Waterloo is the name of a federal electoral district in the Waterloo Region of Ontario, Canada, that has been used in the House of Commons of Canada from since 1968 (from 1973 to 1976, it was known as Waterloo—Cambridge). Between 1997 and 2015, the riding was known as Kitchener—Waterloo.

Geography
The Waterloo electoral district contains all of the city of Waterloo plus the Bridgeport neighbourhood of Kitchener.

History

1966–1973

The Waterloo electoral district was created in 1966 from parts of Waterloo North and Waterloo South electoral districts. It initially comprised large sections of the Waterloo County (later Region) outside of the City of Kitchener, in particular in included, the City of Galt (now part of Cambridge), the City of Waterloo and the Townships of North Dumfries and Waterloo.

1973–1976

After the amalgamation of the City of Galt with the Towns of Preston and Hespeler into the City of Cambridge in 1973, the name of the electoral district was changed to Waterloo—Cambridge. The boundaries of the district were not changed to actually add the Preston and Hespeler asections of Cambridge into the riding.

1976–1996

In 1976, Waterloo—Cambridge was abolished when it was redistributed among Cambridge, Kitchener, and a new Waterloo electoral district.
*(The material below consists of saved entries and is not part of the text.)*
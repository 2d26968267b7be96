pub mod penalty;

use crate::decimal::{Money, Rate};

pub use penalty::{clear_overdue, days_overdue, PenaltyBreakdown, PenaltyCalculation, PenaltyEngine};

/// flat interest charged once over the whole term, independent of its length
pub fn flat_interest(principal: Money, rate: Rate) -> Money {
    principal * rate
}
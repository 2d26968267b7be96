use serde::{Deserialize, Serialize};
use std::fmt;
use uuid::Uuid;

use crate::errors::{LoanError, Result};

/// unique identifier for a loan (shared by the application and the approved loan)
pub type LoanId = Uuid;

/// unique identifier for a single daily installment
pub type EmiId = Uuid;

/// unique identifier for the borrower
pub type ApplicantId = Uuid;

/// loan lifecycle: pending -> approved -> completed, or pending -> rejected
#[derive(Debug, Clone, Copy, PartialEq, Eq, Hash, Serialize, Deserialize)]
#[serde(rename_all = "lowercase")]
pub enum LoanStatus {
    /// submitted, waiting for an admin decision
    Pending,
    /// approved, schedule generated and repaying
    Approved,
    /// rejected by an admin, terminal
    Rejected,
    /// every installment paid, terminal
    Completed,
}

impl LoanStatus {
    /// the single transition function for loans
    pub fn transition(self, to: LoanStatus) -> Result<LoanStatus> {
        use LoanStatus::*;
        match (self, to) {
            (Pending, Approved) | (Pending, Rejected) | (Approved, Completed) => Ok(to),
            _ => Err(LoanError::InvalidTransition {
                entity: "loan",
                from: self.to_string(),
                to: to.to_string(),
            }),
        }
    }

    pub fn is_decided(&self) -> bool {
        !matches!(self, LoanStatus::Pending)
    }

    pub fn is_terminal(&self) -> bool {
        matches!(self, LoanStatus::Rejected | LoanStatus::Completed)
    }
}

impl fmt::Display for LoanStatus {
    fn fmt(&self, f: &mut fmt::Formatter<'_>) -> fmt::Result {
        let s = match self {
            LoanStatus::Pending => "pending",
            LoanStatus::Approved => "approved",
            LoanStatus::Rejected => "rejected",
            LoanStatus::Completed => "completed",
        };
        f.write_str(s)
    }
}

/// emi lifecycle: pending -> overdue -> paid, or pending -> paid
#[derive(Debug, Clone, Copy, PartialEq, Eq, Hash, Serialize, Deserialize)]
#[serde(rename_all = "lowercase")]
pub enum EmiStatus {
    /// not yet due, or due today
    Pending,
    /// due date passed without payment, accruing penalty
    Overdue,
    /// settled, terminal
    Paid,
}

impl EmiStatus {
    /// the single transition function for installments
    ///
    /// overdue -> overdue is allowed so repeated sweeps stay idempotent.
    pub fn transition(self, to: EmiStatus) -> Result<EmiStatus> {
        use EmiStatus::*;
        match (self, to) {
            (Pending, Overdue) | (Overdue, Overdue) | (Pending, Paid) | (Overdue, Paid) => Ok(to),
            _ => Err(LoanError::InvalidTransition {
                entity: "emi",
                from: self.to_string(),
                to: to.to_string(),
            }),
        }
    }

    pub fn is_paid(&self) -> bool {
        matches!(self, EmiStatus::Paid)
    }

    pub fn is_unpaid(&self) -> bool {
        !self.is_paid()
    }
}

impl fmt::Display for EmiStatus {
    fn fmt(&self, f: &mut fmt::Formatter<'_>) -> fmt::Result {
        let s = match self {
            EmiStatus::Pending => "pending",
            EmiStatus::Overdue => "overdue",
            EmiStatus::Paid => "paid",
        };
        f.write_str(s)
    }
}

/// how the ceiling overshoot of per-day amounts is trued up so a schedule sums exactly
#[derive(Debug, Clone, Copy, PartialEq, Eq, Serialize, Deserialize, Default)]
pub enum TrueUpPolicy {
    /// floor share every day, the remainder spread one unit at a time from day one
    #[default]
    SpreadRemainder,
    /// floor share every day, the final day absorbs the whole remainder
    FinalDay,
}
pub mod amortization;
pub mod gateway;

pub use amortization::{AmortizationCalculator, AmortizationQuote, DailyInstallment};
pub use gateway::{
    MockPaymentGateway, MockVerifyMode, OrderRequest, PaymentGateway, PaymentOrder,
    PaymentVerification,
};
The new Waterloo electoral district was created from parts of the Kitchener, Perth—Wilmot, Waterloo—Cambridge, and Wellington—Grey—Dufferin—Waterloo electoral districts. It comprised the Townships of Wellesley, Wilmot and Woolwich, the City of Waterloo, and parts of the City of Kitchener.

In 1987, the Waterloo electoral district was redefined to comprise the City of Waterloo, the northern part of the City of Kitchener, and the Township of Woolwich. The Townships of Wellesley and Wilmot were redistributed to the Perth—Wellington—Waterloo district.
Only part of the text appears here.